*ACTIVITY:* Exact copies of the lines from the line containing "#![allow(clippy::unwrap_used, clippy::expect_used)]" through the last line of the entries below are the whole answer.

*DATA EXTRACT:*
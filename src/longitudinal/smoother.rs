// src/longitudinal/smoother.rs
//! Accel- and jerk-limited speed profile generator for plain cruise.
//!
//! One call advances the profile a single MPC timestep: it picks the
//! acceleration that closes on the target speed as fast as the jerk and
//! accel envelopes allow, while staying on a profile that can still ramp its
//! acceleration back to zero exactly at the target (no overshoot).

/// Advance `(v_ego, a_ego)` one step of `dt` seconds toward `v_target`.
///
/// Returns the new `(v, a)`. The result satisfies `a_min <= a <= a_max` and
/// `|a - a_ego| <= max(|j_min|, |j_max|) * dt` whenever the accel and jerk
/// envelopes are mutually consistent; the accel envelope wins if they are
/// not (e.g. a sudden forced-decel clamp).
#[allow(clippy::too_many_arguments)]
pub fn speed_smoother(
    v_ego: f64,
    a_ego: f64,
    v_target: f64,
    a_max: f64,
    a_min: f64,
    j_max: f64,
    j_min: f64,
    dt: f64,
) -> (f64, f64) {
    let dv = v_target - v_ego;

    // Acceleration that would land exactly on the target this step, under
    // trapezoidal integration of accel over the step.
    let a_required = 2.0 * dv / dt - a_ego;

    // Quadratic feasibility: unwinding accel `a` to zero at the jerk limit
    // consumes `a^2/(2j) + a*dt/2` of speed headroom under trapezoidal
    // stepping, so cap the request by the positive root of that quadratic.
    let a_envelope = if dv >= 0.0 {
        let j = j_min.abs();
        -j * dt / 2.0 + ((j * dt / 2.0).powi(2) + 2.0 * j * dv).sqrt()
    } else {
        let j = j_max.abs();
        j * dt / 2.0 - ((j * dt / 2.0).powi(2) + 2.0 * j * (-dv)).sqrt()
    };

    let a_desired = if dv >= 0.0 {
        a_required.min(a_envelope)
    } else {
        a_required.max(a_envelope)
    };

    // Jerk clamp first, accel clamp last: when a forced clamp moves the
    // accel envelope discontinuously, the envelope still must hold.
    let a_sol = a_desired
        .max(a_ego + dt * j_min)
        .min(a_ego + dt * j_max)
        .max(a_min)
        .min(a_max);

    let v_sol = v_ego + dt * (a_ego + a_sol) / 2.0;
    (v_sol, a_sol)
}
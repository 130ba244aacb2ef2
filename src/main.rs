// src/main.rs - planner host entry point
use std::path::PathBuf;
use std::sync::Arc;

use clap::Parser;
use tokio::signal;

use longplan_rs::clock::SystemClock;
use longplan_rs::config;
use longplan_rs::messaging::stdio::{run_stdin_ingress, StdoutSink};
use longplan_rs::messaging::{input_channels, PlanSink};
use longplan_rs::planner::Planner;
use longplan_rs::sim::SimulatedMpc;

/// Longitudinal planner host: JSON-lines ingress on stdin, plan egress on
/// stdout.
#[derive(Parser, Debug)]
#[command(name = "planner-host", about = "Longitudinal driving planner daemon.")]
struct Cli {
    /// Path to the TOML configuration file.
    #[arg(short, long, default_value = "planner.toml")]
    config: PathBuf,
}

#[tokio::main]
async fn main() -> Result<(), Box<dyn std::error::Error + Send + Sync + 'static>> {
    tracing_subscriber::fmt()
        .with_max_level(tracing::Level::INFO)
        .with_writer(std::io::stderr)
        .init();

    let cli = Cli::parse();
    tracing::info!("Loading configuration from: {}", cli.config.display());

    let config = config::load_config(&cli.config).map_err(|e| {
        tracing::error!("Failed to load config from '{}': {}", cli.config.display(), e);
        Box::new(e) as Box<dyn std::error::Error + Send + Sync + 'static>
    })?;

    tracing::info!(
        "Vehicle: steer ratio {}, wheelbase {} m",
        config.vehicle.steer_ratio,
        config.vehicle.wheelbase
    );
    tracing::info!("FCW enabled: {}", config.planner.fcw_enabled);

    let gps_enabled = std::env::var("GPS_PLANNER_ACTIVE").is_ok();
    if gps_enabled {
        tracing::info!("GPS planner endpoint enabled");
    }

    let (senders, mux) = input_channels(gps_enabled);
    tokio::spawn(run_stdin_ingress(senders));

    let planner = Planner::new(
        &config,
        Arc::new(SystemClock::new()),
        Box::new(SimulatedMpc::new()),
        Box::new(SimulatedMpc::new()),
    );
    let sink: Arc<dyn PlanSink> = Arc::new(StdoutSink);

    tracing::info!("Planner running. Press Ctrl+C to shutdown...");
    tokio::select! {
        _ = planner.run(mux, sink) => {}
        result = signal::ctrl_c() => {
            match result {
                Ok(()) => tracing::info!("Shutdown signal received"),
                Err(e) => tracing::warn!("Failed to wait for shutdown signal: {}", e),
            }
        }
    }

    Ok(())
}
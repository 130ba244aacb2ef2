// src/sim/mod.rs
//! Deterministic simulation backend.
//!
//! [`SimulatedMpc`] stands in for the external numerical solver: a
//! constant-time-headway follower integrated over the same 21-node horizon,
//! good enough to exercise every planner path. The scenario feeders produce
//! synthetic ingress streams for the harness and the integration tests.

use rand::rngs::StdRng;
use rand::{Rng, SeedableRng};

use crate::longitudinal::mpc::{MpcSolver, MpcSolution, MpcState};
use crate::longitudinal::{DT_MPC, MPC_N};
use crate::messaging::msgs::{
    CarStateMsg, EgoState, Ingress, LaneLine, LeadTrack, LongCtrlState, MapDataMsg, ModelMsg,
    RadarStateMsg,
};

// Follower gains and envelope for the simulated solver.
const K_GAP: f64 = 0.15;
const K_VEL: f64 = 0.9;
const SIM_A_MIN: f64 = -4.0;
const SIM_A_MAX: f64 = 2.0;
const SIM_JERK: f64 = 3.0; // m/s^3

/// Simple follower standing in for the longitudinal MPC.
pub struct SimulatedMpc {
    distance_cost: f64,
    warm_accel: Option<f64>,
}

impl SimulatedMpc {
    pub fn new() -> Self {
        Self { distance_cost: 0.1, warm_accel: None }
    }
}

impl Default for SimulatedMpc {
    fn default() -> Self {
        Self::new()
    }
}

impl MpcSolver for SimulatedMpc {
    fn init(&mut self, _ttc_cost: f64, distance_cost: f64, _accel_cost: f64, _jerk_cost: f64) {
        self.distance_cost = distance_cost;
        self.warm_accel = None;
    }

    fn init_with_simulation(
        &mut self,
        _v_ego: f64,
        _x_lead: f64,
        _v_lead: f64,
        a_lead: f64,
        _a_lead_tau: f64,
    ) {
        // Warm start: the next solve opens from the lead's accel instead of
        // the planner anchor.
        self.warm_accel = Some(a_lead.clamp(SIM_A_MIN, SIM_A_MAX));
    }

    fn run_mpc(
        &mut self,
        state: &MpcState,
        solution: &mut MpcSolution,
        a_lead_tau: f64,
        a_lead: f64,
        tr: f64,
    ) -> i32 {
        let mut x_e = state.x_ego;
        let mut v_e = state.v_ego.max(0.0);
        let mut a_e = self.warm_accel.take().unwrap_or(state.a_ego);
        let mut x_l = state.x_l;
        let mut v_l = state.v_l.max(0.0);
        let mut a_l = a_lead;
        let mut cost = 0.0;

        for i in 0..MPC_N {
            solution.x_ego[i] = x_e;
            solution.v_ego[i] = v_e;
            solution.a_ego[i] = a_e;
            solution.x_l[i] = x_l;
            solution.v_l[i] = v_l;

            let gap = x_l - x_e;
            let desired_gap = 4.0 + tr * v_e;
            cost += self.distance_cost * (gap - desired_gap).powi(2);

            let a_cmd = (K_GAP * (gap - desired_gap) + K_VEL * (v_l - v_e))
                .clamp(SIM_A_MIN, SIM_A_MAX);
            let jerk_step = SIM_JERK * DT_MPC;
            a_e = a_cmd.clamp(a_e - jerk_step, a_e + jerk_step);

            let v_next = (v_e + a_e * DT_MPC).max(0.0);
            x_e += (v_e + v_next) / 2.0 * DT_MPC;
            v_e = v_next;

            // Lead accel decays with its time constant.
            a_l *= (-DT_MPC / a_lead_tau.max(1e-3)).exp();
            let v_l_next = (v_l + a_l * DT_MPC).max(0.0);
            x_l += (v_l + v_l_next) / 2.0 * DT_MPC;
            v_l = v_l_next;
        }

        solution.cost = cost;
        8
    }
}

/// Built-in synthetic scenarios.
#[derive(Debug, Clone, Copy, PartialEq, Eq)]
pub enum ScenarioKind {
    /// Free road, setpoint 30 m/s.
    SteadyCruise,
    /// Stationary lead 10 m ahead, ego crawling at 5 m/s.
    StationaryLead,
    /// Lead braking hard at -4 m/s^2 with the tracker flagging it.
    BrakingLead,
    /// Mapped 0.01 rad/m curve ahead with a 40 m/s setpoint.
    TightCurve,
}

impl ScenarioKind {
    pub const ALL: [ScenarioKind; 4] = [
        ScenarioKind::SteadyCruise,
        ScenarioKind::StationaryLead,
        ScenarioKind::BrakingLead,
        ScenarioKind::TightCurve,
    ];

    pub fn name(&self) -> &'static str {
        match self {
            ScenarioKind::SteadyCruise => "steady-cruise",
            ScenarioKind::StationaryLead => "stationary-lead",
            ScenarioKind::BrakingLead => "braking-lead",
            ScenarioKind::TightCurve => "tight-curve",
        }
    }

    pub fn parse(name: &str) -> Option<Self> {
        Self::ALL.into_iter().find(|k| k.name() == name)
    }
}

/// Produces one tick's worth of ingress messages at 20 Hz.
pub struct ScenarioFeeder {
    kind: ScenarioKind,
    rng: StdRng,
    tick: u64,
    v_lead: f64,
}

impl ScenarioFeeder {
    pub fn new(kind: ScenarioKind, seed: u64) -> Self {
        let v_lead = match kind {
            ScenarioKind::BrakingLead => 18.0,
            _ => 0.0,
        };
        Self { kind, rng: StdRng::seed_from_u64(seed), tick: 0, v_lead }
    }

    fn model(&self) -> ModelMsg {
        ModelMsg {
            mono_time: self.tick * 50_000_000,
            left_lane: LaneLine { poly: [0.0, 0.0, 0.0, 1.85], prob: 0.9 },
            right_lane: LaneLine { poly: [0.0, 0.0, 0.0, -1.85], prob: 0.9 },
            path: LaneLine { poly: [0.0; 4], prob: 0.8 },
            lane_width: 3.7,
        }
    }

    fn car_state(&self) -> CarStateMsg {
        let (v_ego, v_cruise_kph, distance_lines) = match self.kind {
            ScenarioKind::SteadyCruise => (29.0, 108.0, 2),
            ScenarioKind::StationaryLead => (5.0, 50.0, 2),
            ScenarioKind::BrakingLead => (20.0, 90.0, 2),
            ScenarioKind::TightCurve => (20.0, 144.0, 2),
        };
        CarStateMsg {
            ego: EgoState { v_ego, distance_lines, ..Default::default() },
            long_ctrl_state: LongCtrlState::Pid,
            v_cruise_kph,
            force_slow_decel: false,
        }
    }

    fn radar(&mut self) -> RadarStateMsg {
        let jitter: f64 = self.rng.random_range(-0.05..0.05);
        let lead_one = match self.kind {
            ScenarioKind::SteadyCruise | ScenarioKind::TightCurve => LeadTrack::default(),
            ScenarioKind::StationaryLead => LeadTrack {
                status: true,
                d_rel: 10.0 + jitter,
                v_lead: 0.0,
                v_lead_k: 0.0,
                a_lead_k: 0.0,
                a_lead_tau: 1.5,
                v_rel: -5.0,
                ..Default::default()
            },
            ScenarioKind::BrakingLead => LeadTrack {
                status: true,
                d_rel: 15.0 + jitter,
                v_lead: self.v_lead,
                v_lead_k: self.v_lead,
                a_lead_k: -4.0,
                a_lead_tau: 1.5,
                v_rel: self.v_lead - 20.0,
                fcw_hint: 1.0,
                ..Default::default()
            },
        };
        RadarStateMsg {
            mono_time: self.tick * 50_000_000,
            lead_one,
            lead_two: LeadTrack::default(),
            radar_errors: Vec::new(),
        }
    }

    fn map(&self) -> Option<MapDataMsg> {
        match self.kind {
            ScenarioKind::TightCurve => Some(MapDataMsg {
                map_valid: true,
                speed_limit_valid: false,
                speed_limit: 0.0,
                curvature_valid: true,
                curvature: 0.01,
                dist_to_turn: 200.0,
            }),
            _ => None,
        }
    }

    /// Messages for the next 50 ms tick.
    pub fn next_tick(&mut self) -> Vec<Ingress> {
        let mut out = vec![
            Ingress::CarState(self.car_state()),
            Ingress::Model(self.model()),
            Ingress::Live20(self.radar()),
        ];
        if let Some(map) = self.map() {
            out.push(Ingress::LiveMapData(map));
        }

        if self.kind == ScenarioKind::BrakingLead {
            self.v_lead = (self.v_lead - 4.0 * 0.05).max(0.0);
        }
        self.tick += 1;
        out
    }
}
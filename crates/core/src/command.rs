// Copyright (C) 2026 Fred Clausen
// Use of this source code is governed by an MIT-style
// license that can be found in the LICENSE file or at
// https://opensource.org/licenses/MIT.

use orgvote_domain::VoteType;
use time::OffsetDateTime;

/// A partial update to an optional field.
#[derive(Debug, Clone, Copy, PartialEq, Eq, Default)]
pub enum FieldUpdate<T> {
    /// Leave the stored value unchanged.
    #[default]
    Keep,
    /// Clear the stored value.
    Clear,
    /// Replace the stored value.
    Set(T),
}

impl<T: Copy> FieldUpdate<T> {
    /// Resolves the update against the current value.
    #[must_use]
    pub fn resolve(self, current: Option<T>) -> Option<T> {
        match self {
            Self::Keep => current,
            Self::Clear => None,
            Self::Set(value) => Some(value),
        }
    }
}

/// A command against an organization's department tree.
///
/// Commands are data only. They are applied against an
/// `OrganizationContext` with `apply_department_command`.
#[derive(Debug, Clone, PartialEq, Eq)]
pub enum DepartmentCommand {
    /// Create a department, optionally under a parent.
    Create {
        /// Display name.
        name: String,
        /// Parent department, `None` for a root.
        parent_id: Option<i64>,
    },
    /// Rename and/or move a department.
    Update {
        /// The department to change.
        department_id: i64,
        /// New name, if renaming.
        name: Option<String>,
        /// Parent change.
        parent: FieldUpdate<i64>,
    },
    /// Delete a department and every descendant.
    Delete {
        /// The department to remove.
        department_id: i64,
    },
}

/// The fields of a vote to be created.
#[derive(Debug, Clone, PartialEq, Eq)]
pub struct VoteDraft {
    /// Display name.
    pub name: String,
    /// Free-text description.
    pub description: String,
    /// Optional department scope.
    pub department_id: Option<i64>,
    /// Candidate user ids, in display order.
    pub candidate_user_ids: Vec<i64>,
    /// Start of the window; defaults to `now`.
    pub start: Option<OffsetDateTime>,
    /// End of the window; `None` is open-ended.
    pub end: Option<OffsetDateTime>,
    /// Whether ballot statistics omit the voter.
    pub is_anonymous: bool,
    /// Declared vote kind.
    pub vote_type: VoteType,
}

/// A partial update of an existing vote.
#[derive(Debug, Clone, PartialEq, Eq, Default)]
pub struct VoteChanges {
    /// New name.
    pub name: Option<String>,
    /// New description.
    pub description: Option<String>,
    /// Department scope change.
    pub department: FieldUpdate<i64>,
    /// New start time.
    pub start: Option<OffsetDateTime>,
    /// End time change; `Clear` makes the vote open-ended.
    pub end: FieldUpdate<OffsetDateTime>,
    /// New anonymity flag.
    pub is_anonymous: Option<bool>,
    /// New vote kind.
    pub vote_type: Option<VoteType>,
    /// Replacement candidate list.
    pub candidate_user_ids: Option<Vec<i64>>,
}
// Copyright (C) 2026 Fred Clausen
// Use of this source code is governed by an MIT-style
// license that can be found in the LICENSE file or at
// https://opensource.org/licenses/MIT.

//! API boundary for organization voting.
//!
//! This crate owns the client contract: request and response DTOs, the
//! membership gate, translation of lower-layer errors into `ApiError`,
//! and the handlers that tie the core rules to persistence. It has no
//! HTTP knowledge; the server crate maps it onto routes.

#![deny(
    clippy::pedantic,
    clippy::cargo,
    clippy::nursery,
    clippy::style,
    clippy::correctness,
    clippy::all,
    clippy::suspicious,
    clippy::complexity,
    clippy::perf,
    clippy::unwrap_used,
    clippy::expect_used
)]
#![allow(clippy::multiple_crate_versions)]

mod auth;
mod error;
mod handlers;
mod invitations;
mod password_policy;
mod request_response;

#[cfg(test)]
mod tests;

pub use auth::{AuthenticationService, AuthorizationService, VerifiedIdentity};
pub use error::{
    ApiError, AuthError, translate_core_error, translate_domain_error,
    translate_persistence_error,
};
pub use handlers::{
    NO_SLOGAN, create_department, create_organization, create_vote, delete_department,
    delete_organization, delete_vote, get_results, get_vote, list_created_organizations,
    list_departments, list_memberships, list_voters, list_votes, register_member, remove_voter,
    send_invitations, set_slogan, submit_ballot, update_department, update_vote, update_voter,
    validate_email,
};
pub use invitations::{
    Invitation, InvitationContext, InvitationError, InvitationSender, LogInvitationSender,
    RedirectTarget, build_invitation, invitation_link,
};
pub use password_policy::{PasswordPolicy, PasswordPolicyError};
pub use request_response::{
    BallotResponse, CandidateInfo, CandidateResult, CreateDepartmentRequest,
    CreateOrganizationRequest, CreateVoteRequest, DeleteDepartmentRequest,
    DeleteDepartmentResponse, DepartmentInfo, InvitationResult, ListDepartmentsResponse,
    ListMembershipsResponse, ListOrganizationsResponse, ListVotersResponse, ListVotesResponse,
    MembershipInfo, OrganizationInfo, RegisterMemberRequest, RegisterMemberResponse,
    SendInvitationsRequest, SendInvitationsResponse, SetSloganRequest, SetSloganResponse,
    SubmitBallotRequest, UpdateDepartmentRequest, UpdateVoteRequest, UpdateVoterRequest,
    ValidateEmailRequest, ValidateEmailResponse, VoteInfo, VoteResultsResponse, VoterInfo,
};
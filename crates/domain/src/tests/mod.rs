// Copyright (C) 2026 Fred Clausen
// Use of this source code is governed by an MIT-style
// license that can be found in the LICENSE file or at
// https://opensource.org/licenses/MIT.

#![allow(clippy::unwrap_used, clippy::expect_used)]

mod schedule;
mod tally;
mod validation;

use crate::Department;

pub fn department(id: i64, name: &str, parent_id: Option<i64>) -> Department {
    Department {
        department_id: id,
        organization_id: 1,
        name: name.to_string(),
        parent_id,
    }
}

*OUTPUT OF THE EXERCISE:*
#![allow(clippy::unwrap_used, clippy::expect_used)]

mod schedule;
mod tally;
mod validation;

use crate::Department;

pub fn department(id: i64, name: &str, parent_id: Option<i64>) -> Department {
    Department {
        department_id: id,
        organization_id: 1,
        name: name.to_string(),
        parent_id,
    }
}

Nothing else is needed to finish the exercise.